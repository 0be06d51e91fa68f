use super::ids::{validate_spdx_id_indexed, SpdxIdScope};
use super::primitives::validate_licensing;
use super::{with_context, SpdxVersion, ValidationContext, ValidationMessage};
use crate::model::{Document, ElementKind, Range, Snippet, SpdxElementIndex};

#[must_use]
pub fn validate_snippet_within_document(
    snippet: &Snippet,
    spdx_version: SpdxVersion,
    document: &Document,
) -> Vec<ValidationMessage> {
    let index = SpdxElementIndex::build(document);
    validate_snippet_indexed(snippet, spdx_version, document, &index)
}

pub(crate) fn validate_snippet_indexed(
    snippet: &Snippet,
    spdx_version: SpdxVersion,
    document: &Document,
    index: &SpdxElementIndex,
) -> Vec<ValidationMessage> {
    let context = ValidationContext::new(ElementKind::Snippet)
        .with_spdx_id(&snippet.spdx_id)
        .with_parent_id(document.spdx_id())
        .with_element(snippet);
    let mut messages = with_context(
        validate_spdx_id_indexed(&snippet.spdx_id, document, index, SpdxIdScope::Syntax),
        &context,
    );
    messages.extend(with_context(
        validate_spdx_id_indexed(&snippet.file_spdx_id, document, index, SpdxIdScope::Files),
        &context,
    ));

    let mut range_messages = validate_range("byte_range", snippet.byte_range);
    if let Some(line_range) = snippet.line_range {
        range_messages.extend(validate_range("line_range", line_range));
    }
    messages.extend(with_context(range_messages, &context));

    messages.extend(validate_licensing(snippet, document, spdx_version, &context));
    messages
}

fn validate_range(field: &str, (start, end): Range) -> Vec<String> {
    let mut messages = Vec::new();
    if start < 1 || end < 1 {
        messages.push(format!(
            "{field} values must be greater than or equal to 1, but is: ({start}, {end})"
        ));
    }
    if start > end {
        messages.push(format!(
            "the first value of {field} must be less than or equal to the second, but is: ({start}, {end})"
        ));
    }
    messages
}

#[cfg(test)]
mod tests {
    use super::*;
    use crate::model::ThreeValued;
    use crate::validation::test_support::{document, file};

    fn snippet(byte_range: Range) -> Snippet {
        let mut snippet = Snippet::new("SPDXRef-S", "SPDXRef-F", byte_range);
        snippet.license_concluded = Some(ThreeValued::NoAssertion);
        snippet.copyright_text = Some(ThreeValued::None);
        snippet
    }

    #[test]
    fn test_valid_snippet() {
        let mut doc = document("SPDX-2.2");
        doc.files.push(file("SPDXRef-F", "./f"));
        let mut s = snippet((5, 5));
        s.line_range = Some((1, 3));
        assert!(validate_snippet_within_document(&s, SpdxVersion::V2_2, &doc).is_empty());
    }

    #[test]
    fn test_ranges() {
        let mut doc = document("SPDX-2.3");
        doc.files.push(file("SPDXRef-F", "./f"));
        let messages = validate_snippet_within_document(&snippet((0, 10)), SpdxVersion::V2_3, &doc);
        assert_eq!(messages.len(), 1);
        assert_eq!(
            messages[0].validation_message,
            "byte_range values must be greater than or equal to 1, but is: (0, 10)"
        );
        let messages = validate_snippet_within_document(&snippet((5, 4)), SpdxVersion::V2_3, &doc);
        assert_eq!(
            messages[0].validation_message,
            "the first value of byte_range must be less than or equal to the second, but is: (5, 4)"
        );
    }

    #[test]
    fn test_file_must_exist() {
        let doc = document("SPDX-2.3");
        let messages = validate_snippet_within_document(&snippet((1, 2)), SpdxVersion::V2_3, &doc);
        assert_eq!(messages.len(), 1);
        assert_eq!(
            messages[0].validation_message,
            "did not find the referenced spdx_id SPDXRef-F in the SPDX document's files"
        );
    }
}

§ **EXERCISE BRIEF**
Transcribe all records exactly as written.

§ **SOLUTION TO THIS TASK**
repository 0be06d51e91fa68f
use super::ids::{validate_spdx_id_indexed, SpdxIdScope};
use super::primitives::validate_licensing;
use super::{with_context, SpdxVersion, ValidationContext, ValidationMessage};
use crate::model::{Document, ElementKind, Range, Snippet, SpdxElementIndex};

#[must_use]
pub fn validate_snippet_within_document(
    snippet: &Snippet,
    spdx_version: SpdxVersion,
    document: &Document,
) -> Vec<ValidationMessage> {
    let index = SpdxElementIndex::build(document);
    validate_snippet_indexed(snippet, spdx_version, document, &index)
}

pub(crate) fn validate_snippet_indexed(
    snippet: &Snippet,
    spdx_version: SpdxVersion,
    document: &Document,
    index: &SpdxElementIndex,
) -> Vec<ValidationMessage> {
    let context = ValidationContext::new(ElementKind::Snippet)
        .with_spdx_id(&snippet.spdx_id)
        .with_parent_id(document.spdx_id())
        .with_element(snippet);
    let mut messages = with_context(
        validate_spdx_id_indexed(&snippet.spdx_id, document, index, SpdxIdScope::Syntax),
        &context,
    );
    messages.extend(with_context(
        validate_spdx_id_indexed(&snippet.file_spdx_id, document, index, SpdxIdScope::Files),
        &context,
    ));

    let mut range_messages = validate_range("byte_range", snippet.byte_range);
    if let Some(line_range) = snippet.line_range {
        range_messages.extend(validate_range("line_range", line_range));
    }
    messages.extend(with_context(range_messages, &context));

    messages.extend(validate_licensing(snippet, document, spdx_version, &context));
    messages
}

fn validate_range(field: &str, (start, end): Range) -> Vec<String> {
    let mut messages = Vec::new();
    if start < 1 || end < 1 {
        messages.push(format!(
            "{field} values must be greater than or equal to 1, but is: ({start}, {end})"
        ));
    }
    if start > end {
        messages.push(format!(
            "the first value of {field} must be less than or equal to the second, but is: ({start}, {end})"
        ));
    }
    messages
}

#[cfg(test)]
mod tests {
    use super::*;
    use crate::model::ThreeValued;
    use crate::validation::test_support::{document, file};

    fn snippet(byte_range: Range) -> Snippet {
        let mut snippet = Snippet::new("SPDXRef-S", "SPDXRef-F", byte_range);
        snippet.license_concluded = Some(ThreeValued::NoAssertion);
        snippet.copyright_text = Some(ThreeValued::None);
        snippet
    }

    #[test]
    fn test_valid_snippet() {
        let mut doc = document("SPDX-2.2");
        doc.files.push(file("SPDXRef-F", "./f"));
        let mut s = snippet((5, 5));
        s.line_range = Some((1, 3));
        assert!(validate_snippet_within_document(&s, SpdxVersion::V2_2, &doc).is_empty());
    }

    #[test]
    fn test_ranges() {
        let mut doc = document("SPDX-2.3");
        doc.files.push(file("SPDXRef-F", "./f"));
        let messages = validate_snippet_within_document(&snippet((0, 10)), SpdxVersion::V2_3, &doc);
        assert_eq!(messages.len(), 1);
        assert_eq!(
            messages[0].validation_message,
            "byte_range values must be greater than or equal to 1, but is: (0, 10)"
        );
        let messages = validate_snippet_within_document(&snippet((5, 4)), SpdxVersion::V2_3, &doc);
        assert_eq!(
            messages[0].validation_message,
            "the first value of byte_range must be less than or equal to the second, but is: (5, 4)"
        );
    }

    #[test]
    fn test_file_must_exist() {
        let doc = document("SPDX-2.3");
        let messages = validate_snippet_within_document(&snippet((1, 2)), SpdxVersion::V2_3, &doc);
        assert_eq!(messages.len(), 1);
        assert_eq!(
            messages[0].validation_message,
            "did not find the referenced spdx_id SPDXRef-F in the SPDX document's files"
        );
    }
}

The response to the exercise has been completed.